Frankfurt, Brauseler Hof,
August 24.
Dearest Mamma,—Being at last in Frankfurt, and having seen Steinle and his works, and, en revanche, shown him mine, I sit down to write to you. You will, I am sure, be glad to hear that he was much pleased with my drawings, that he liked the compositions, and what is more, gave me good advice about them. He also suggested to me to paint the little "Venus" rising out of the sea (from Anacreon), of which I have already made a sketch. My studies he seemed to think excellent; I gave him three of them; I was so charmed to see his dear face again, looking just the same as he always did, and when he showed me what he had been doing, I fairly set up the pipes. He took me in the afternoon to the Guaitas, who have a series of drawings by him from Clemens Brentano's poems; they are perfectly exquisite; the richness and variety of his imagination is something marvellous. Mr.
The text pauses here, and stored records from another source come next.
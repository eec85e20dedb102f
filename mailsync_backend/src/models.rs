use chrono::{DateTime, Utc};
use serde::{Deserialize, Serialize};

/// Chat the account is linked to (a Telegram chat id).
pub type ConversationId = i64;

/// OAuth credential pair. Opaque to the sync and reply components; only the
/// provider client reads it.
#[derive(Debug, Clone, Serialize, Deserialize, PartialEq, Eq)]
pub struct Credentials {
    pub access_token: String,
    pub refresh_token: String,
    pub expires_at: Option<DateTime<Utc>>,
}

/// Push-subscription watermark embedded in the integration record.
#[derive(Debug, Clone, Default, Serialize, Deserialize, PartialEq, Eq)]
pub struct WatchState {
    pub active: bool,
    pub cursor: Option<String>,
    pub expires_at: Option<DateTime<Utc>>,
    pub last_updated: Option<DateTime<Utc>>,
}

/// One linked mailbox. The single source of truth for where sync left off.
#[derive(Debug, Clone, Serialize, Deserialize)]
pub struct AccountIntegration {
    pub id: String,
    pub email: String,
    pub conversation_id: ConversationId,
    pub credentials: Credentials,
    pub watch: WatchState,
    pub created_at: DateTime<Utc>,
    pub updated_at: DateTime<Utc>,
}

/// What the context payload currently holds.
#[derive(Debug, Clone, Copy, Serialize, Deserialize, PartialEq, Eq)]
#[serde(rename_all = "snake_case")]
pub enum PayloadKind {
    /// Raw item text, e.g. a search snippet.
    Original,
    Summary,
    Draft,
}

impl PayloadKind {
    pub(crate) fn as_db_str(self) -> &'static str {
        match self {
            PayloadKind::Original => "original",
            PayloadKind::Summary => "summary",
            PayloadKind::Draft => "draft",
        }
    }

    pub(crate) fn from_db(raw: &str) -> Self {
        match raw.trim().to_ascii_lowercase().as_str() {
            "summary" => PayloadKind::Summary,
            "draft" => PayloadKind::Draft,
            _ => PayloadKind::Original,
        }
    }
}

/// Reply workflow state for one (conversation, item) key, derived from the
/// stored context alone.
#[derive(Debug, Clone, Copy, PartialEq, Eq)]
pub enum ReplyState {
    NoContext,
    Summarized,
    Drafted,
}

impl ReplyState {
    pub fn of(context: Option<&ItemContext>) -> Self {
        match context.map(|c| c.payload_kind) {
            None => ReplyState::NoContext,
            Some(PayloadKind::Draft) => ReplyState::Drafted,
            Some(_) => ReplyState::Summarized,
        }
    }
}

/// Text currently in play for one (conversation, item) reply workflow.
#[derive(Debug, Clone, Serialize, Deserialize, PartialEq, Eq)]
pub struct ItemContext {
    pub conversation_id: ConversationId,
    pub item_id: String,
    pub subject: String,
    pub originator: String,
    /// Original item text. Drafts are always generated from this, never from
    /// a previous draft.
    pub body: String,
    pub payload: String,
    pub payload_kind: PayloadKind,
    pub thread_id: Option<String>,
    pub message_id_header: Option<String>,
    pub created_at: DateTime<Utc>,
}

impl ItemContext {
    pub fn from_item(
        conversation_id: ConversationId,
        item: &MailItem,
        payload: String,
        payload_kind: PayloadKind,
    ) -> Self {
        Self {
            conversation_id,
            item_id: item.id.clone(),
            subject: item.subject.clone(),
            originator: item.from.clone(),
            body: item.text_for_generation().to_string(),
            payload,
            payload_kind,
            thread_id: item.thread_id.clone(),
            message_id_header: item.message_id_header.clone(),
            created_at: Utc::now(),
        }
    }

    /// Same key and provenance, new payload. Contexts are replaced whole.
    pub fn with_payload(&self, payload: String, payload_kind: PayloadKind) -> Self {
        Self {
            payload,
            payload_kind,
            created_at: Utc::now(),
            ..self.clone()
        }
    }
}

/// A fetched mailbox item.
#[derive(Debug, Clone, Serialize, Deserialize, PartialEq, Eq)]
pub struct MailItem {
    pub id: String,
    pub thread_id: Option<String>,
    pub subject: String,
    pub from: String,
    pub date: Option<String>,
    pub body: String,
    pub snippet: String,
    pub message_id_header: Option<String>,
}

impl MailItem {
    pub fn text_for_generation(&self) -> &str {
        if self.body.trim().is_empty() {
            &self.snippet
        } else {
            &self.body
        }
    }
}

/// Result of a "changes since" query.
#[derive(Debug, Clone, Default, PartialEq, Eq)]
pub struct ChangeSet {
    /// Newly added item ids, in provider order.
    pub item_ids: Vec<String>,
    /// Latest cursor the provider reported, when it reports one.
    pub latest_cursor: Option<String>,
}

/// Result of registering a push subscription.
#[derive(Debug, Clone, PartialEq, Eq)]
pub struct WatchRegistration {
    pub cursor: String,
    pub expires_at: DateTime<Utc>,
}

/// Reply being dispatched through the provider.
#[derive(Debug, Clone, PartialEq, Eq)]
pub struct OutgoingMessage {
    pub to: String,
    pub subject: String,
    pub body: String,
    pub thread_id: Option<String>,
    pub in_reply_to: Option<String>,
}

/// A chat button. Callback buttons come back as user actions.
#[derive(Debug, Clone, PartialEq, Eq, Serialize)]
#[serde(untagged)]
pub enum ActionButton {
    Callback { label: String, data: String },
    Link { label: String, url: String },
}

impl ActionButton {
    pub fn callback(label: &str, data: String) -> Self {
        ActionButton::Callback {
            label: label.to_string(),
            data,
        }
    }

    pub fn link(label: &str, url: String) -> Self {
        ActionButton::Link {
            label: label.to_string(),
            url,
        }
    }
}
Guaita, who is about to have them photographed for his friends, has kindly promised me a copy. To-morrow morning I am off for the Lake of Constance, whence through the Finstermünz to Meran, where I and Steinle part, though not till I have stayed there two or three days. To-day I shall go to Mr. Bolton and to Madame Beving to deliver your letter. Altogether Frankfurt has improved in appearance; it looks much more like a capital than it did formerly; new shops have sprung up, old ones are improved, and the whole town looks gay and busy; all this does not prevent it from being highly antipathetic to me, which is, I daresay, in some measure attributable to the hideous jargon that one hears wherever one turns. I have seen Gogel and Koch, who were both very civil, the former asking me to dine with him, which, however, I could not do, being already engaged to Steinle. And you, dearest Mamma, how are you? and Papa and the girls? Tell me all about them—write Venice p. restante.